Saved entries:
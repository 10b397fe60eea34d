use std::fmt::Display;

use thiserror::Error;

use super::enums::recording_statuses::RecordingStatus;

/// Stage of a single ingestion run.
#[derive(Default, Debug, Clone, Copy, PartialEq, Eq)]
pub enum PipelineStage {
    #[default]
    Queued,
    Downloading,
    Validating,
    Uploading,
    Completed,
    Failed,
}

#[derive(Debug, Clone, Copy, PartialEq, Eq)]
pub enum PipelineEvent {
    RunStarted,
    DownloadSucceeded,
    DownloadFailed,
    ValidationPassed,
    ValidationFailed,
    UploadSucceeded,
    UploadFailed,
}

#[derive(Debug, Clone, Copy, PartialEq, Eq, Error)]
#[error("illegal pipeline transition: {event:?} while {stage}")]
pub struct IllegalTransition {
    pub stage: PipelineStage,
    pub event: PipelineEvent,
}

impl PipelineStage {
    pub fn is_terminal(&self) -> bool {
        matches!(self, PipelineStage::Completed | PipelineStage::Failed)
    }

    pub fn advance(self, event: PipelineEvent) -> Result<PipelineStage, IllegalTransition> {
        use PipelineEvent as E;
        use PipelineStage as S;

        let next = match (self, event) {
            (S::Queued, E::RunStarted) => S::Downloading,
            (S::Downloading, E::DownloadSucceeded) => S::Validating,
            (S::Downloading, E::DownloadFailed) => S::Failed,
            (S::Validating, E::ValidationPassed) => S::Uploading,
            (S::Validating, E::ValidationFailed) => S::Failed,
            (S::Uploading, E::UploadSucceeded) => S::Completed,
            (S::Uploading, E::UploadFailed) => S::Failed,
            (stage, event) => return Err(IllegalTransition { stage, event }),
        };

        Ok(next)
    }

    /// The failure event for the stage a run was in when it broke off.
    pub fn failure_event(&self) -> Option<PipelineEvent> {
        match self {
            PipelineStage::Downloading => Some(PipelineEvent::DownloadFailed),
            PipelineStage::Validating => Some(PipelineEvent::ValidationFailed),
            PipelineStage::Uploading => Some(PipelineEvent::UploadFailed),
            PipelineStage::Queued | PipelineStage::Completed | PipelineStage::Failed => None,
        }
    }

    /// Status written to the call record on entering this stage. `Validating`
    /// has no persisted counterpart; `validated` is written once it passes.
    pub fn persisted_status(&self) -> Option<RecordingStatus> {
        match self {
            PipelineStage::Queued => Some(RecordingStatus::Queued),
            PipelineStage::Downloading => Some(RecordingStatus::Downloading),
            PipelineStage::Validating => None,
            PipelineStage::Uploading => Some(RecordingStatus::Uploading),
            PipelineStage::Completed => Some(RecordingStatus::Completed),
            PipelineStage::Failed => Some(RecordingStatus::Failed),
        }
    }
}

impl Display for PipelineStage {
    fn fmt(&self, f: &mut std::fmt::Formatter<'_>) -> std::fmt::Result {
        let stage = match self {
            PipelineStage::Queued => "queued",
            PipelineStage::Downloading => "downloading",
            PipelineStage::Validating => "validating",
            PipelineStage::Uploading => "uploading",
            PipelineStage::Completed => "completed",
            PipelineStage::Failed => "failed",
        };
        write!(f, "{}", stage)
    }
}

#[cfg(test)]
mod tests {
    use super::*;

    #[test]
    fn happy_path_reaches_completed() {
        let stage = PipelineStage::Queued
            .advance(PipelineEvent::RunStarted)
            .and_then(|s| s.advance(PipelineEvent::DownloadSucceeded))
            .and_then(|s| s.advance(PipelineEvent::ValidationPassed))
            .and_then(|s| s.advance(PipelineEvent::UploadSucceeded))
            .unwrap();

        assert_eq!(stage, PipelineStage::Completed);
        assert!(stage.is_terminal());
    }

    #[test]
    fn each_working_stage_can_fail() {
        assert_eq!(
            PipelineStage::Downloading.advance(PipelineEvent::DownloadFailed),
            Ok(PipelineStage::Failed)
        );
        assert_eq!(
            PipelineStage::Validating.advance(PipelineEvent::ValidationFailed),
            Ok(PipelineStage::Failed)
        );
        assert_eq!(
            PipelineStage::Uploading.advance(PipelineEvent::UploadFailed),
            Ok(PipelineStage::Failed)
        );
    }

    #[test]
    fn failure_event_matches_working_stage() {
        for stage in [
            PipelineStage::Downloading,
            PipelineStage::Validating,
            PipelineStage::Uploading,
        ] {
            let event = stage.failure_event().unwrap();
            assert_eq!(stage.advance(event), Ok(PipelineStage::Failed));
        }
        assert_eq!(PipelineStage::Completed.failure_event(), None);
    }

    #[test]
    fn terminal_stages_accept_no_events() {
        for terminal in [PipelineStage::Completed, PipelineStage::Failed] {
            for event in [
                PipelineEvent::RunStarted,
                PipelineEvent::DownloadSucceeded,
                PipelineEvent::UploadFailed,
            ] {
                assert_eq!(
                    terminal.advance(event),
                    Err(IllegalTransition {
                        stage: terminal,
                        event
                    })
                );
            }
        }
    }

    #[test]
    fn stages_cannot_be_skipped() {
        assert!(
            PipelineStage::Queued
                .advance(PipelineEvent::UploadSucceeded)
                .is_err()
        );
        assert!(
            PipelineStage::Downloading
                .advance(PipelineEvent::ValidationPassed)
                .is_err()
        );
    }
}
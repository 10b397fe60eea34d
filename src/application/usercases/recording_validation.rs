use tracing::{debug, warn};

use crate::domain::value_objects::{
    ingestion_errors::IngestionError,
    recording_validation::{AudioContainer, ValidationAdvisory, ValidationReport},
};

const SIGNATURE_LEN: usize = 4;

#[derive(Debug, Clone, Copy)]
pub struct RecordingValidationUseCase {
    max_size_bytes: u64,
}

impl RecordingValidationUseCase {
    pub fn new(max_size_bytes: u64) -> Self {
        Self { max_size_bytes }
    }

    /// Size checks are fatal. An unrecognised header is only an advisory:
    /// some provider payloads are valid audio without a known signature.
    pub fn validate(&self, body: &[u8], call_sid: &str) -> Result<ValidationReport, IngestionError> {
        if body.is_empty() {
            return Err(IngestionError::InvalidRecording(
                "recording buffer is empty".to_string(),
            ));
        }

        let size_bytes = body.len();
        if size_bytes as u64 > self.max_size_bytes {
            return Err(IngestionError::InvalidRecording(format!(
                "recording is {} bytes, exceeds ceiling of {} bytes",
                size_bytes, self.max_size_bytes
            )));
        }

        let header = &body[..size_bytes.min(SIGNATURE_LEN)];
        let container = AudioContainer::sniff(header);

        let advisory = match container {
            Some(container) => {
                debug!(call_sid, %container, size_bytes, "recording_validation: signature recognised");
                None
            }
            None => {
                let header_hex = hex_preview(header);
                warn!(
                    call_sid,
                    size_bytes,
                    header = %header_hex,
                    "recording_validation: unrecognised audio signature; continuing"
                );
                Some(ValidationAdvisory { header_hex })
            }
        };

        Ok(ValidationReport {
            size_bytes,
            container,
            advisory,
        })
    }
}

fn hex_preview(header: &[u8]) -> String {
    header
        .iter()
        .map(|byte| format!("{byte:02x}"))
        .collect::<Vec<_>>()
        .join(" ")
}
pub mod config_loader;
pub mod config_model;
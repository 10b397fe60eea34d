pub mod axum_http;
pub mod http;
pub mod postgres;
pub mod storages;
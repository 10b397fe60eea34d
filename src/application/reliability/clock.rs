use std::time::{Duration, Instant};

use async_trait::async_trait;

/// Time source for backoff sleeps and breaker cooldowns.
#[async_trait]
pub trait Clock: Send + Sync {
    fn now(&self) -> Instant;

    async fn sleep(&self, duration: Duration);
}

#[derive(Debug, Default, Clone, Copy)]
pub struct TokioClock;

#[async_trait]
impl Clock for TokioClock {
    fn now(&self) -> Instant {
        Instant::now()
    }

    async fn sleep(&self, duration: Duration) {
        tokio::time::sleep(duration).await;
    }
}
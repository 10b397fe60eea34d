use crate::{
    application::{
        reliability::{circuit_breaker::CircuitBreakerConfig, retry_policy::RetryPolicy},
        usercases::{recording_download::DownloadConfig, recording_ingestion::SchedulerConfig},
    },
    infrastructure::{
        http::recording_source::BasicCredentials,
        storages::s3_recording_storage::RecordingStorageConfig,
    },
};

#[derive(Debug, Clone)]
pub struct DotEnvyConfig {
    pub worker_server: WorkerServer,
    pub database: Database,
    pub recording_ingestion: RecordingIngestion,
    pub recording_storage: RecordingStorageConfig,
}

#[derive(Debug, Clone)]
pub struct WorkerServer {
    pub port: u16,
    pub timeout: u64,
    pub body_limit: u64,
}

#[derive(Debug, Clone)]
pub struct Database {
    pub url: String,
}

#[derive(Debug, Clone)]
pub struct RecordingIngestion {
    pub download: DownloadConfig,
    pub retry_policy: RetryPolicy,
    pub source_credentials: Option<BasicCredentials>,
    pub storage_breaker: CircuitBreakerConfig,
    pub scheduler: SchedulerConfig,
}
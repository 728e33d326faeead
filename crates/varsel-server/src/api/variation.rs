use axum::{extract::State, Extension, Json};
use rust_decimal::Decimal;
use serde::{Deserialize, Serialize};

use varsel_core::{catalog::ProductId, combination_key, format_price};

use crate::middleware::RequestId;

use super::{require_nonce, ApiError, ApiResponse, AppState, ResponseMeta};

#[derive(Debug, Deserialize)]
pub(super) struct LookupRequest {
    pub session_id: String,
    pub nonce: String,
    pub product_id: u64,
    pub color: String,
    pub size: String,
}

/// Lookup result for a color/size pick. The pair must have a combination
/// record; validity is reported, not enforced, so a sold-out or withheld
/// pick still resolves, with `is_valid: false`.
#[derive(Debug, Serialize)]
pub(super) struct LookupResponse {
    /// Display price, e.g. `"$19.99"`.
    price: String,
    #[serde(with = "rust_decimal::serde::float")]
    raw_price: Decimal,
    stock: u32,
    image: Option<String>,
    available: bool,
    is_valid: bool,
    combination_key: String,
}

/// POST /api/v1/variation/lookup — resolve one color/size pick.
pub(super) async fn lookup_variation(
    State(state): State<AppState>,
    Extension(req_id): Extension<RequestId>,
    Json(body): Json<LookupRequest>,
) -> Result<Json<ApiResponse<LookupResponse>>, ApiError> {
    let rid = &req_id.0;
    require_nonce(&state, rid, &body.session_id, &body.nonce)?;

    let product_id = ProductId(body.product_id);
    let Some(record) = state.provider.product(product_id).await else {
        return Err(ApiError::new(
            rid,
            "not_found",
            format!("no variation data for product {product_id}"),
        ));
    };

    let key = combination_key(&body.color, &body.size);
    let Some(combination) = record.combination(&body.color, &body.size) else {
        return Err(ApiError::new(
            rid,
            "validation_error",
            format!("combination {key} is not available for product {product_id}"),
        ));
    };

    Ok(Json(ApiResponse {
        data: LookupResponse {
            price: format_price(&state.shop.currency_symbol, combination.price),
            raw_price: combination.price,
            stock: combination.stock,
            image: combination.image.clone(),
            available: combination.available,
            is_valid: record.is_valid(&body.color, &body.size),
            combination_key: key,
        },
        meta: ResponseMeta::new(req_id.0),
    }))
}
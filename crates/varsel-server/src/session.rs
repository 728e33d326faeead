use std::sync::Arc;

use uuid::Uuid;

use varsel_core::{AppConfig, Environment, NonceSigner};

/// Session and anti-forgery state shared across handlers.
///
/// Sessions are server-minted UUIDs handed to the widget on first load. The
/// nonce signer binds every issued token to one session, so a token lifted
/// from another shopper's page does not verify.
#[derive(Clone)]
pub struct SessionState {
    signer: Arc<NonceSigner>,
}

impl SessionState {
    #[must_use]
    pub fn new(signer: NonceSigner) -> Self {
        Self {
            signer: Arc::new(signer),
        }
    }

    /// Builds session state from loaded configuration.
    ///
    /// In development a missing `VARSEL_NONCE_SECRET` falls back to an
    /// ephemeral random secret so local iteration works; issued nonces then
    /// die with the process. In non-development envs a missing secret fails
    /// startup.
    pub fn from_config(config: &AppConfig) -> anyhow::Result<Self> {
        let secret = match &config.nonce_secret {
            Some(secret) => secret.clone(),
            None if config.env == Environment::Development => {
                tracing::warn!(
                    "VARSEL_NONCE_SECRET not set; using an ephemeral secret, issued nonces will not survive a restart"
                );
                ephemeral_secret()
            }
            None => anyhow::bail!(
                "VARSEL_NONCE_SECRET is required outside development; provide a long random value"
            ),
        };

        Ok(Self::new(NonceSigner::new(secret, config.nonce_tick_secs)))
    }

    /// Mints a fresh session id.
    #[must_use]
    pub fn new_session(&self) -> String {
        Uuid::new_v4().to_string()
    }

    /// Issues a nonce bound to `session_id` for the current tick window.
    #[must_use]
    pub fn issue_nonce(&self, session_id: &str) -> String {
        self.signer.issue(session_id)
    }

    /// Verifies a nonce against `session_id`.
    #[must_use]
    pub fn verify_nonce(&self, session_id: &str, nonce: &str) -> bool {
        self.signer.verify(session_id, nonce)
    }
}

fn ephemeral_secret() -> String {
    use rand::RngCore;

    let mut bytes = [0u8; 32];
    rand::rng().fill_bytes(&mut bytes);
    bytes.iter().map(|b| format!("{b:02x}")).collect()
}

#[cfg(test)]
mod tests {
    use super::*;

    fn config(env: Environment, nonce_secret: Option<&str>) -> AppConfig {
        AppConfig {
            env,
            bind_addr: "0.0.0.0:3000".parse().expect("bind addr"),
            log_level: "info".to_string(),
            feed_url: "https://shop.example.com/variations.json".to_string(),
            feed_request_timeout_secs: 10,
            feed_cache_ttl_secs: 600,
            feed_user_agent: "varsel-test/0.1".to_string(),
            nonce_secret: nonce_secret.map(str::to_string),
            nonce_tick_secs: 43_200,
            currency_symbol: "$".to_string(),
            palette: vec!["red".to_string()],
            sizes: vec!["S".to_string()],
        }
    }

    #[test]
    fn issued_nonce_verifies_for_its_session() {
        let state = SessionState::from_config(&config(
            Environment::Production,
            Some("a-long-production-secret"),
        ))
        .expect("state");

        let session = state.new_session();
        let nonce = state.issue_nonce(&session);
        assert!(state.verify_nonce(&session, &nonce));
    }

    #[test]
    fn nonce_does_not_verify_for_another_session() {
        let state =
            SessionState::from_config(&config(Environment::Production, Some("secret"))).expect("state");

        let nonce = state.issue_nonce(&state.new_session());
        assert!(!state.verify_nonce(&state.new_session(), &nonce));
    }

    #[test]
    fn development_falls_back_to_ephemeral_secret() {
        let state = SessionState::from_config(&config(Environment::Development, None))
            .expect("dev should allow a missing secret");

        let session = state.new_session();
        let nonce = state.issue_nonce(&session);
        assert!(state.verify_nonce(&session, &nonce));
    }

    #[test]
    fn production_requires_a_secret() {
        let result = SessionState::from_config(&config(Environment::Production, None));
        assert!(result.is_err(), "expected startup failure, got Ok");
    }

    #[test]
    fn minted_sessions_are_unique() {
        let state = SessionState::from_config(&config(Environment::Development, None)).expect("state");
        assert_ne!(state.new_session(), state.new_session());
    }
}
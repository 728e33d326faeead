use crate::app_config::{AppConfig, Environment};
use crate::error::ConfigError;

/// Load application configuration from environment variables.
///
/// Calls `dotenvy::dotenv().ok()` to load `.env` files before reading env vars.
///
/// # Errors
///
/// Returns `ConfigError` if required env vars are missing or values are invalid.
pub fn load_app_config() -> Result<AppConfig, ConfigError> {
    dotenvy::dotenv().ok();
    load_app_config_from_env()
}

/// Load application configuration from environment variables already in the process.
///
/// Unlike [`load_app_config`], this does NOT load `.env` files — useful for testing
/// or when the caller manages env setup.
///
/// # Errors
///
/// Returns `ConfigError` if required env vars are missing or values are invalid.
pub fn load_app_config_from_env() -> Result<AppConfig, ConfigError> {
    build_app_config(|key| std::env::var(key))
}

/// Build application configuration using the provided env-var lookup function.
///
/// This is the core parsing/validation logic, decoupled from the actual environment
/// so it can be tested with a pure `HashMap` lookup — no `set_var`/`remove_var` needed.
fn build_app_config<F>(lookup: F) -> Result<AppConfig, ConfigError>
where
    F: Fn(&str) -> Result<String, std::env::VarError>,
{
    use std::net::SocketAddr;

    let require = |var: &str| -> Result<String, ConfigError> {
        lookup(var).map_err(|_| ConfigError::MissingEnvVar(var.to_string()))
    };

    let or_default = |var: &str, default: &str| -> String {
        lookup(var).unwrap_or_else(|_| default.to_string())
    };

    let parse = |var: &str, default: &str| -> Result<SocketAddr, ConfigError> {
        let raw = or_default(var, default);
        raw.parse::<SocketAddr>()
            .map_err(|e| ConfigError::InvalidEnvVar {
                var: var.to_string(),
                reason: e.to_string(),
            })
    };

    let parse_u64 = |var: &str, default: &str| -> Result<u64, ConfigError> {
        let raw = or_default(var, default);
        raw.parse::<u64>().map_err(|e| ConfigError::InvalidEnvVar {
            var: var.to_string(),
            reason: e.to_string(),
        })
    };

    let parse_list = |var: &str, default: &str| -> Result<Vec<String>, ConfigError> {
        let raw = or_default(var, default);
        let items: Vec<String> = raw
            .split(',')
            .map(str::trim)
            .filter(|s| !s.is_empty())
            .map(str::to_string)
            .collect();
        if items.is_empty() {
            return Err(ConfigError::InvalidEnvVar {
                var: var.to_string(),
                reason: "expected a comma-separated list with at least one entry".to_string(),
            });
        }
        Ok(items)
    };

    let feed_url = require("VARSEL_FEED_URL")?;

    let env = parse_environment(&or_default("VARSEL_ENV", "development"));

    let bind_addr = parse("VARSEL_BIND_ADDR", "0.0.0.0:3000")?;
    let log_level = or_default("VARSEL_LOG_LEVEL", "info");

    let feed_request_timeout_secs = parse_u64("VARSEL_FEED_REQUEST_TIMEOUT_SECS", "10")?;
    let feed_cache_ttl_secs = parse_u64("VARSEL_FEED_CACHE_TTL_SECS", "600")?;
    let feed_user_agent = or_default("VARSEL_FEED_USER_AGENT", "varsel/0.1 (variation-feed)");

    let nonce_secret = lookup("VARSEL_NONCE_SECRET").ok();
    let nonce_tick_secs = parse_u64("VARSEL_NONCE_TICK_SECS", "43200")?;

    let currency_symbol = or_default("VARSEL_CURRENCY_SYMBOL", "$");
    let palette = parse_list("VARSEL_PALETTE", "red,yellow,green")?;
    let sizes = parse_list("VARSEL_SIZES", "S,M,L")?;

    Ok(AppConfig {
        env,
        bind_addr,
        log_level,
        feed_url,
        feed_request_timeout_secs,
        feed_cache_ttl_secs,
        feed_user_agent,
        nonce_secret,
        nonce_tick_secs,
        currency_symbol,
        palette,
        sizes,
    })
}

/// Parse a string into an `Environment` variant.
///
/// Unrecognized values default to `Environment::Development`.
fn parse_environment(s: &str) -> Environment {
    match s {
        "production" => Environment::Production,
        "test" => Environment::Test,
        _ => Environment::Development,
    }
}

● **TASK TO CARRY OUT**: Among the lines above, find those that contain the word "written" and copy them.

● **RESULT FOR THIS EXERCISE**:
    /// Status written to the call record on entering this stage. `Validating`
    /// has no persisted counterpart; `validated` is written once it passes.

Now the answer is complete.